My experience also included ancestors found on a genealogy website. Though we were well aware of my father’s mother being an immigrant from Ireland, I came across an article about the potato famine and realized her family must have survived it. Thus my stories feature a fictional Irish immigrant family who lived through the “Great Hunger” and subsequently settled in the Old West.
I was lucky enough that my sister’s employer is a partner to 23&me so we got a free kit. I actually had a heads up because there were family stories about my ancestors. When my results were revealed, I was roughly 2/3 West African in the typical mix and 1/3 British (Welsh and English). My sister went on a big vacation and swung by my uncle before heading to Europe. She told him about the results and he asked if we knew about our other great grandfather who was an English doctor. Ultimately, my ancestors were either West African or Welsh or English. My niece and uncles joined and showed the proper Mendelian relationship of share 25% of my genetics.
Agreed, there’s something fascinating in the DNA results. I got mine on St.
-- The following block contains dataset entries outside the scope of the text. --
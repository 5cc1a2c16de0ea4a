//! Builds the collectors a query needs and runs them in one scan.

use std::collections::BTreeMap;
use std::sync::Arc;

use serde_json::Value;

use crate::collector::Collector;
use crate::collector::external::{self, ExternalCollector};
use crate::collector::facets::FacetsCollector;
use crate::collector::function::FunctionCollector;
use crate::collector::multi::MultiCollector;
use crate::collector::top_docs::{RankedDoc, TopDocsCollector};
use crate::collector::total_hits::TotalHitsCollector;
use crate::error::{PikeError, Result};
use crate::index::segment::SegmentReader;
use crate::query::definition::{CollectorRequest, QueryDefinition};
use crate::query::matcher::SegmentMatcher;
use crate::query::resolved::{QueryResolver, ResolvedQuery};
use crate::query::result::FunctionResult;
use crate::query::scorer::{Bm25, CollectionStats};
use crate::schema::FieldMap;

#[derive(Debug)]
enum Ranking {
    Count(TotalHitsCollector),
    Top(TopDocsCollector),
}

#[derive(Debug)]
struct RestrictedFacet {
    dim: String,
    label: String,
    query: ResolvedQuery,
}

#[derive(Debug)]
struct NamedExternal {
    names: Vec<String>,
    request: CollectorRequest,
    collector: Box<dyn ExternalCollector>,
}

/// Everything a scan produced.
#[derive(Debug, Default)]
pub struct PipelineOutput {
    pub total_hits: u64,

    /// Best documents first.
    pub ranked: Vec<RankedDoc>,

    /// dim -> label -> count.
    pub facets: BTreeMap<String, BTreeMap<String, u64>>,

    pub functions: Vec<FunctionResult>,

    pub collectors: BTreeMap<String, Value>,
}

/// The collectors of one query over one snapshot.
#[derive(Debug)]
pub struct CollectorPipeline {
    ranking: Ranking,
    facets: FacetsCollector,
    restricted: Vec<RestrictedFacet>,
    restricted_counts: BTreeMap<String, BTreeMap<String, u64>>,
    functions: Vec<FunctionCollector>,
    externals: Vec<NamedExternal>,
}

impl CollectorPipeline {
    /// Validate the definition against the schema and create its collectors.
    /// `size` is the number of ranked documents to keep; zero only counts.
    /// Nothing is read from any segment here, so every invalid request fails
    /// before the scan starts.
    pub fn build(
        definition: &QueryDefinition,
        size: usize,
        query: &ResolvedQuery,
        field_map: &FieldMap,
    ) -> Result<Self> {
        let top_docs = TopDocsCollector::by_fields(size, &definition.sort, field_map)?;
        let ranking = if size == 0 {
            Ranking::Count(TotalHitsCollector::new())
        } else {
            Ranking::Top(top_docs)
        };

        let resolver = QueryResolver::new(field_map);
        let mut unrestricted = Vec::new();
        let mut restricted = Vec::new();
        for (dim, request) in &definition.facets {
            let instance = field_map.require(dim)?;
            if !instance.is_facet() {
                return Err(PikeError::query(format!("The field {dim} is not a facet field")));
            }
            match &request.queries {
                None => unrestricted.push(dim.clone()),
                Some(queries) => {
                    for (label, candidate) in queries {
                        restricted.push(RestrictedFacet {
                            dim: dim.clone(),
                            label: label.clone(),
                            query: query.clone().filtered_by(resolver.resolve(candidate)?),
                        });
                    }
                }
            }
        }

        let functions = definition
            .functions
            .iter()
            .map(|request| FunctionCollector::new(request, field_map))
            .collect::<Result<Vec<_>>>()?;

        let mut externals: Vec<NamedExternal> = Vec::new();
        for (name, request) in &definition.collectors {
            if let Some(shared) = externals.iter_mut().find(|e| e.request == *request) {
                shared.names.push(name.clone());
                continue;
            }
            externals.push(NamedExternal {
                names: vec![name.clone()],
                request: request.clone(),
                collector: external::create(request, field_map)?,
            });
        }

        log::debug!(
            "collector pipeline: size {size}, {} facet dims, {} restricted labels, {} functions, {} external",
            unrestricted.len(),
            restricted.len(),
            functions.len(),
            externals.len()
        );

        Ok(CollectorPipeline {
            ranking,
            facets: FacetsCollector::new(unrestricted),
            restricted,
            restricted_counts: BTreeMap::new(),
            functions,
            externals,
        })
    }

    fn multi(&mut self) -> MultiCollector<'_> {
        let mut multi = MultiCollector::new();
        match &mut self.ranking {
            Ranking::Count(c) => multi.add(c),
            Ranking::Top(c) => multi.add(c),
        }
        if !self.facets.is_empty() {
            multi.add(&mut self.facets);
        }
        for function in self.functions.iter_mut() {
            multi.add(function);
        }
        for external in self.externals.iter_mut() {
            multi.add(external.collector.as_collector());
        }
        multi
    }

    /// Whether any collector reads scores.
    pub fn needs_scores(&mut self) -> bool {
        self.multi().needs_scores()
    }

    /// Feed every live match of `query` in `segments` to the collectors.
    /// Matches are scored only when `stats` is given and a collector reads
    /// scores.
    pub fn scan(
        &mut self,
        query: &ResolvedQuery,
        segments: &[Arc<SegmentReader>],
        doc_bases: &[u64],
        stats: Option<&CollectionStats>,
        bm25: Bm25,
    ) -> Result<()> {
        let scoring = self.needs_scores();
        let stats = stats.filter(|_| scoring);
        for (segment, doc_base) in segments.iter().zip(doc_bases) {
            let hits = match stats {
                Some(stats) => SegmentMatcher::new(segment, stats, bm25).matches(query),
                None => SegmentMatcher::unscored(segment).matches(query),
            };

            let mut multi = self.multi();
            multi.set_segment(segment, *doc_base)?;
            for (doc, score) in hits {
                multi.collect(doc, score)?;
            }

            let counter = SegmentMatcher::unscored(segment);
            for facet in &self.restricted {
                let count = counter.matches(&facet.query).len() as u64;
                *self
                    .restricted_counts
                    .entry(facet.dim.clone())
                    .or_default()
                    .entry(facet.label.clone())
                    .or_insert(0) += count;
            }
        }
        Ok(())
    }

    pub fn finish(self) -> PipelineOutput {
        let (total_hits, ranked) = match self.ranking {
            Ranking::Count(c) => (c.count(), Vec::new()),
            Ranking::Top(c) => (c.total_hits(), c.into_ranked()),
        };

        let mut facets = self.facets.into_counts();
        for facet in &self.restricted {
            facets.entry(facet.dim.clone()).or_default().entry(facet.label.clone()).or_insert(0);
        }
        for (dim, counts) in self.restricted_counts {
            facets.entry(dim).or_default().extend(counts);
        }

        let mut collectors = BTreeMap::new();
        for external in &self.externals {
            let output = external.collector.output();
            for name in &external.names {
                collectors.insert(name.clone(), output.clone());
            }
        }

        PipelineOutput {
            total_hits,
            ranked,
            facets,
            functions: self.functions.into_iter().map(FunctionCollector::result).collect(),
            collectors,
        }
    }
}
Patrick’s day, a few years ago. I’d put on a green sweater, mildly irritated that the 1/8 or so of me that was Irish got its own day–the nerve! Then my results said no Irish whatsoever. I became gracious and benign–let them have their day, it does no harm. I found from another source that one family story was true, about William the Conqueror and one of his knights. The story was off a generation or two, in some details, but still, there we were. Knights in armor were not solo adventurers any more than cowboys were, knights were middle management. Or so I discovered. Looking forward to this book.